--- Records provided Enclosed Below ---

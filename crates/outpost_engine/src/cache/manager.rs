//! Cache policy on top of [`CacheStorage`].

use super::storage::CacheStorage;
use crate::clock::Clock;
use crate::config::EngineConfig;
use crate::error::EngineResult;
use crate::http::{Response, CACHED_AT_HEADER};
use std::sync::Arc;
use std::time::Duration;
use tracing::{debug, info, warn};
use url::Url;

/// A cached API response and how old it is.
#[derive(Debug, Clone, PartialEq, Eq)]
pub struct ApiHit {
    /// The stored response, including its `sw-cached-at` header.
    pub response: Response,
    /// Milliseconds since it was cached. `u64::MAX` if the stamp is unreadable.
    pub age_ms: u64,
}

/// Cache key for a URL: the full URL without its fragment.
pub fn cache_key(url: &Url) -> String {
    let mut url = url.clone();
    url.set_fragment(None);
    url.into()
}

/// Maintains the static and API caches.
///
/// Static entries are cache-first and never expire. API entries are a single
/// slot per URL, stamped on write and judged fresh by age at read time.
/// Staleness never deletes anything.
pub struct CacheManager {
    storage: Arc<dyn CacheStorage>,
    clock: Arc<dyn Clock>,
    static_cache: String,
    api_cache: String,
    max_api_age: Duration,
}

impl CacheManager {
    /// Creates a manager for the caches named in `config`.
    pub fn new(storage: Arc<dyn CacheStorage>, clock: Arc<dyn Clock>, config: &EngineConfig) -> Self {
        Self {
            storage,
            clock,
            static_cache: config.static_cache_name(),
            api_cache: config.api_cache_name(),
            max_api_age: config.max_api_age(),
        }
    }

    /// Returns the underlying storage.
    pub fn storage(&self) -> &Arc<dyn CacheStorage> {
        &self.storage
    }

    /// Creates both caches if they do not exist.
    ///
    /// # Errors
    ///
    /// Returns an error if the storage fails.
    pub fn ensure_caches(&self) -> EngineResult<()> {
        self.storage.open(&self.static_cache)?;
        self.storage.open(&self.api_cache)
    }

    /// Exact-match lookup in the static cache.
    ///
    /// # Errors
    ///
    /// Returns an error if the storage fails.
    pub fn lookup_static(&self, url: &Url) -> EngineResult<Option<Response>> {
        self.storage.match_key(&self.static_cache, &cache_key(url))
    }

    /// Stores a copy of `response` in the static cache if it is a success.
    ///
    /// Returns true if it was stored.
    ///
    /// # Errors
    ///
    /// Returns an error if the storage fails.
    pub fn store_static(&self, url: &Url, response: &Response) -> EngineResult<bool> {
        if !response.is_ok() {
            debug!(url = %url, status = response.status, "not caching unsuccessful static response");
            return Ok(false);
        }
        self.storage.put(&self.static_cache, &cache_key(url), response)?;
        Ok(true)
    }

    /// Looks up the API cache entry for `url` and computes its age.
    ///
    /// # Errors
    ///
    /// Returns an error if the storage fails.
    pub fn lookup_api(&self, url: &Url) -> EngineResult<Option<ApiHit>> {
        let Some(response) = self.storage.match_key(&self.api_cache, &cache_key(url))? else {
            return Ok(None);
        };

        let now = self.clock.now().timestamp_millis();
        let age_ms = match response
            .headers
            .get(CACHED_AT_HEADER)
            .and_then(|v| v.trim().parse::<i64>().ok())
        {
            Some(cached_at) => u64::try_from(now.saturating_sub(cached_at)).unwrap_or(0),
            None => {
                warn!(url = %url, "cached API response has no readable {CACHED_AT_HEADER} header");
                u64::MAX
            }
        };

        Ok(Some(ApiHit { response, age_ms }))
    }

    /// Stamps the current time into a copy of `response` and makes it the
    /// only API entry for `url`.
    ///
    /// # Errors
    ///
    /// Returns an error if the storage fails.
    pub fn store_api(&self, url: &Url, response: &Response) -> EngineResult<()> {
        let now = self.clock.now().timestamp_millis();
        let stamped = response.clone().with_header(CACHED_AT_HEADER, now.to_string());
        self.storage.put(&self.api_cache, &cache_key(url), &stamped)
    }

    /// Returns true if `hit` may stand in for a failed network read.
    pub fn is_fresh(&self, hit: &ApiHit) -> bool {
        u128::from(hit.age_ms) < self.max_api_age.as_millis()
    }

    /// Deletes every cache whose name is not in `expected`.
    ///
    /// Returns the deleted names.
    ///
    /// # Errors
    ///
    /// Returns an error if the storage fails; caches deleted before the
    /// failure stay deleted.
    pub fn evict_unknown_caches(&self, expected: &[String]) -> EngineResult<Vec<String>> {
        let mut evicted = Vec::new();
        for name in self.storage.keys()? {
            if expected.contains(&name) {
                continue;
            }
            if self.storage.delete(&name)? {
                info!(cache = %name, "evicted stale cache");
                evicted.push(name);
            }
        }
        Ok(evicted)
    }
}

#[cfg(test)]
mod tests {
    use super::*;
    use crate::cache::MemoryCacheStorage;
    use crate::clock::ManualClock;
    use chrono::{TimeZone, Utc};

    fn setup() -> (CacheManager, Arc<ManualClock>, MemoryCacheStorage) {
        let storage = MemoryCacheStorage::new();
        let clock = Arc::new(ManualClock::new(Utc.timestamp_millis_opt(1_000_000).unwrap()));
        let config = EngineConfig::for_origin("https://app.test").unwrap();
        let manager = CacheManager::new(Arc::new(storage.clone()), clock.clone(), &config);
        (manager, clock, storage)
    }

    fn url(s: &str) -> Url {
        Url::parse(s).unwrap()
    }

    #[test]
    fn static_stores_only_success() {
        let (manager, _, _) = setup();
        let js = url("https://app.test/app.js");

        assert!(!manager.store_static(&js, &Response::new(404, "nope")).unwrap());
        assert!(manager.lookup_static(&js).unwrap().is_none());

        assert!(manager.store_static(&js, &Response::ok("code")).unwrap());
        assert_eq!(manager.lookup_static(&js).unwrap().unwrap().text(), "code");
    }

    #[test]
    fn static_key_ignores_fragment() {
        let (manager, _, _) = setup();
        manager
            .store_static(&url("https://app.test/app.css#x"), &Response::ok("css"))
            .unwrap();
        assert!(manager.lookup_static(&url("https://app.test/app.css")).unwrap().is_some());
        // The query is part of the key.
        assert!(manager.lookup_static(&url("https://app.test/app.css?v=2")).unwrap().is_none());
    }

    #[test]
    fn api_entries_are_stamped_and_aged() {
        let (manager, clock, _) = setup();
        let players = url("https://app.test/api/players");

        manager.store_api(&players, &Response::ok("[1]")).unwrap();
        clock.advance(chrono::Duration::milliseconds(1_500));

        let hit = manager.lookup_api(&players).unwrap().unwrap();
        assert_eq!(hit.age_ms, 1_500);
        assert_eq!(hit.response.headers.get(CACHED_AT_HEADER), Some("1000000"));
        assert_eq!(hit.response.text(), "[1]");
        assert!(manager.is_fresh(&hit));
    }

    #[test]
    fn api_freshness_boundary() {
        let (manager, clock, _) = setup();
        let players = url("https://app.test/api/players");
        manager.store_api(&players, &Response::ok("[]")).unwrap();

        clock.advance(chrono::Duration::milliseconds(3_600_000 - 1));
        assert!(manager.is_fresh(&manager.lookup_api(&players).unwrap().unwrap()));

        clock.advance(chrono::Duration::milliseconds(1));
        let hit = manager.lookup_api(&players).unwrap().unwrap();
        assert_eq!(hit.age_ms, 3_600_000);
        assert!(!manager.is_fresh(&hit));
    }

    #[test]
    fn api_slot_is_overwritten() {
        let (manager, _, storage) = setup();
        let players = url("https://app.test/api/players");
        manager.store_api(&players, &Response::ok("old")).unwrap();
        manager.store_api(&players, &Response::ok("new")).unwrap();

        assert_eq!(storage.entries("api-v1").unwrap().len(), 1);
        assert_eq!(manager.lookup_api(&players).unwrap().unwrap().response.text(), "new");
    }

    #[test]
    fn unstamped_api_entry_is_stale() {
        let (manager, _, storage) = setup();
        let players = url("https://app.test/api/players");
        storage
            .put("api-v1", &cache_key(&players), &Response::ok("[]"))
            .unwrap();

        let hit = manager.lookup_api(&players).unwrap().unwrap();
        assert_eq!(hit.age_ms, u64::MAX);
        assert!(!manager.is_fresh(&hit));
    }

    #[test]
    fn evicts_only_unknown_caches() {
        let (manager, _, storage) = setup();
        for name in ["static-v1", "api-v1", "static-v0"] {
            storage.open(name).unwrap();
        }

        let expected = vec!["static-v1".to_string(), "api-v1".to_string()];
        assert_eq!(manager.evict_unknown_caches(&expected).unwrap(), vec!["static-v0"]);
        assert_eq!(storage.keys().unwrap(), vec!["api-v1", "static-v1"]);
    }
}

--- End of Enclosed Records provided ---

Exercise instructions: Given the records above, restate word for word only the lines starting at the one with "use crate::error::EngineResult;" and ending at the one with "are a single".

Written reply:
use crate::error::EngineResult;
use crate::http::{Response, CACHED_AT_HEADER};
use std::sync::Arc;
use std::time::Duration;
use tracing::{debug, info, warn};
use url::Url;

/// A cached API response and how old it is.
#[derive(Debug, Clone, PartialEq, Eq)]
pub struct ApiHit {
    /// The stored response, including its `sw-cached-at` header.
    pub response: Response,
    /// Milliseconds since it was cached. `u64::MAX` if the stamp is unreadable.
    pub age_ms: u64,
}

/// Cache key for a URL: the full URL without its fragment.
pub fn cache_key(url: &Url) -> String {
    let mut url = url.clone();
    url.set_fragment(None);
    url.into()
}

/// Maintains the static and API caches.
///
/// Static entries are cache-first and never expire. API entries are a single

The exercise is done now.